WOD – Monday 11 March 2024
Strength & Skill
Do a set every 1 minutes and 30 seconds.
4 Front Squats @ 70-75% 1 RM Front Squat
4 Front Squats @ 70-75% 1 RM Front Squat
4 Front Squats @ 75-80% 1 RM Front Squat
4 Front Squats @ 75-80% 1 RM Front Squat
4 Front Squats @ 75-80% 1 RM Front Squat
*:20 Hold on the last repetition.
* 1/4 squat hold
WOD: 5 Sets (0:40 on/0:20 off) (20 minutes)
Minute 1: Max Calorie Bike Erg
Minute 2: Max Box Jump Overs (24”/20”)
Minute 3: Max Toes to Bar (Rounds 1, 3 and 5)/Max Bar Muscle Ups (Rounds 2 and 4)
Minute 4: Max Wall Walks
*Max Toes to Bar in minute: 20 aka stop if you get to 20.
**Max Bar Muscle Up in minute: 10 aka stop if you get to 10.
TARGET SCORE
Target Reps each Minute:
15+ for Toes to Bar
7+ for Bar Muscle Ups
5+ for Wall Walks
NO Minimum Reps Required.
STIMULUS and GOALS
How to Pace: STEADY! Stimulus is a moderate, repeatable intensity to get similar scores in each set. You should avoid going to failure on any one movement. Ensure that at the 40-second mark, athletes stop and use the 20-seconds to rotate while focusing on getting their heart rate under control.
How it should Feel: CARDIO & MUSCULAR ENDURANCE! The first time should be at a lighter pace to see what the body can handle.
WORKOUT STRATEGY & FLOW
Bike: Moderate push pace effort (75%).The first few seconds should be a ramp-up pace, then settle in and don’t slow down the final few seconds.
Box Jump Over: Just move! Height should not be intimidating or cause prolonged rest periods between reps. Step down every time.
Toes to Bar: Try and keep sets of 5-10 reps.

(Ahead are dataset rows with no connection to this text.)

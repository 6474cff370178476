pub mod tasks;

use std::future::Future;
use std::pin::Pin;

use anyhow::{Context, Result};
use tokio_cron_scheduler::{Job, JobScheduler};
use tracing::{debug, info};

pub type TaskFuture = Pin<Box<dyn Future<Output = ()> + Send>>;

/// Cron-driven background jobs.
pub struct Scheduler {
    inner: JobScheduler,
}

impl Scheduler {
    pub async fn new() -> Result<Self> {
        let inner = JobScheduler::new()
            .await
            .context("Failed to create job scheduler")?;
        Ok(Self { inner })
    }

    /// Run `task` on every tick of the six-field cron expression.
    pub async fn add_cron_job<F>(&self, cron_expr: &str, name: &str, task: F) -> Result<()>
    where
        F: Fn() -> TaskFuture + Send + Sync + 'static,
    {
        let job_name = name.to_string();
        let job = Job::new_async(cron_expr, move |_uuid, _lock| {
            let name = job_name.clone();
            let fut = task();
            Box::pin(async move {
                debug!("Running scheduled task: {}", name);
                fut.await;
            })
        })
        .with_context(|| format!("Invalid cron expression for {}: {}", name, cron_expr))?;

        self.inner
            .add(job)
            .await
            .with_context(|| format!("Failed to add job: {}", name))?;

        info!("Scheduled task '{}' with cron: {}", name, cron_expr);
        Ok(())
    }

    pub async fn start(&self) -> Result<()> {
        self.inner
            .start()
            .await
            .context("Failed to start scheduler")?;
        info!("Scheduler started");
        Ok(())
    }

    pub async fn shutdown(&mut self) -> Result<()> {
        self.inner
            .shutdown()
            .await
            .context("Failed to shutdown scheduler")?;
        info!("Scheduler stopped");
        Ok(())
    }
}
pub mod telegram;

use std::sync::Arc;

use async_trait::async_trait;
use chrono::{DateTime, Utc};
use futures::stream::BoxStream;
use serde::Serialize;
use thiserror::Error;

/// How the client proves who it is.
#[derive(Clone, PartialEq)]
pub enum Login {
    /// A persisted session token from an earlier login
    Session(String),
    /// Phone number for an interactive login
    Phone(String),
}

#[derive(Clone, PartialEq)]
pub struct Credentials {
    pub api_id: i32,
    pub api_hash: String,
    pub login: Login,
}

impl std::fmt::Debug for Login {
    fn fmt(&self, f: &mut std::fmt::Formatter<'_>) -> std::fmt::Result {
        match self {
            Login::Session(_) => write!(f, "Session(..)"),
            Login::Phone(_) => write!(f, "Phone(..)"),
        }
    }
}

impl std::fmt::Debug for Credentials {
    fn fmt(&self, f: &mut std::fmt::Formatter<'_>) -> std::fmt::Result {
        f.debug_struct("Credentials")
            .field("api_id", &self.api_id)
            .field("login", &self.login)
            .finish_non_exhaustive()
    }
}

/// Errors reported by the messaging platform client.
#[derive(Debug, Error, Clone, PartialEq)]
pub enum PlatformError {
    #[error("unauthorized: {0}")]
    Unauthorized(String),
    #[error("not found: {0}")]
    NotFound(String),
    #[error("permission denied: {0}")]
    PermissionDenied(String),
    #[error("rate limited, retry after {retry_after_secs}s")]
    RateLimited { retry_after_secs: u32 },
    #[error("network error: {0}")]
    Network(String),
    #[error("{0}")]
    Other(String),
}

/// A chat the platform resolved for us.
#[derive(Debug, Clone, PartialEq)]
pub struct Peer {
    pub id: i64,
    pub title: Option<String>,
}

/// What to iterate: a resolved peer, or the caller's reference verbatim when
/// resolution failed.
#[derive(Debug, Clone, PartialEq)]
pub enum Target {
    Resolved(Peer),
    Raw(String),
}

/// Who sent a message.
#[derive(Debug, Clone, PartialEq)]
pub enum Sender {
    Person {
        first_name: String,
        last_name: Option<String>,
        username: Option<String>,
    },
    /// Groups and broadcast channels
    Titled { title: String },
    Unresolved,
}

impl Sender {
    pub fn display_name(&self) -> String {
        match self {
            Sender::Person {
                first_name,
                last_name,
                username,
            } => {
                let mut parts: Vec<String> = Vec::new();
                if !first_name.is_empty() {
                    parts.push(first_name.clone());
                }
                if let Some(last) = last_name.as_deref().filter(|s| !s.is_empty()) {
                    parts.push(last.to_string());
                }
                if let Some(user) = username.as_deref().filter(|s| !s.is_empty()) {
                    parts.push(format!("(@{user})"));
                }
                if parts.is_empty() {
                    "Unknown".to_string()
                } else {
                    parts.join(" ")
                }
            }
            Sender::Titled { title } if !title.is_empty() => title.clone(),
            Sender::Titled { .. } | Sender::Unresolved => "Unknown".to_string(),
        }
    }
}

/// A message as the platform hands it to us.
#[derive(Debug, Clone, PartialEq)]
pub struct RawMessage {
    pub id: i64,
    pub date: Option<DateTime<Utc>>,
    pub text: Option<String>,
    pub sender: Sender,
    pub views: Option<i64>,
    pub forwards: Option<i64>,
    /// Media kind, e.g. "photo"; `None` for plain text
    pub media: Option<String>,
}

/// The authenticated account behind a client.
#[derive(Debug, Clone, PartialEq, Serialize)]
pub struct Identity {
    pub id: i64,
    pub name: String,
    pub username: Option<String>,
}

/// A live connection to the messaging platform.
#[async_trait]
pub trait ChatClient: Send + Sync {
    fn is_connected(&self) -> bool;

    async fn disconnect(&self);

    async fn get_me(&self) -> Result<Identity, PlatformError>;

    async fn resolve(&self, reference: &str) -> Result<Peer, PlatformError>;

    /// Up to `limit` messages, newest first.
    fn messages<'a>(
        &'a self,
        target: &'a Target,
        limit: usize,
    ) -> BoxStream<'a, Result<RawMessage, PlatformError>>;
}

/// Creates connected clients from credentials.
#[async_trait]
pub trait Connector: Send + Sync {
    async fn connect(&self, credentials: &Credentials) -> Result<Arc<dyn ChatClient>, PlatformError>;
}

Don’t go until your grip fails.
Bar Muscle Ups: 5 reps should be the minimum so make sure you are ready before you jump up.
Wall Walks: maybe a few touch-and-go reps, then settle into a slight pause at the bottom of each rep.
Mobility and Maintenance: Choose 1-2 Thoracic Mobility Drills from Kelly Starrett’s Mobility WOD and spend 5-10 minutes with them. Choose 1-2 Upper Extremity Mobility Drills from Kelly Starrett’s Mobility WOD and spend 5-10 minutes with them. Choose 2-3 Lower Extremity Mobility Drills from Kelly Starrett’s Mobility WOD and spend 10-12 minutes with them.
Nutrition Preparation: Ensure that you have quality foods prepared in the appropriate quantities to fuel your efforts for the remainder of the week.
Mental Restoration: Different for everyone – could be quiet time, prayer or meditation or could be gathering with friends; the key is to engage in activities that make your life full and help you recharge your batteries.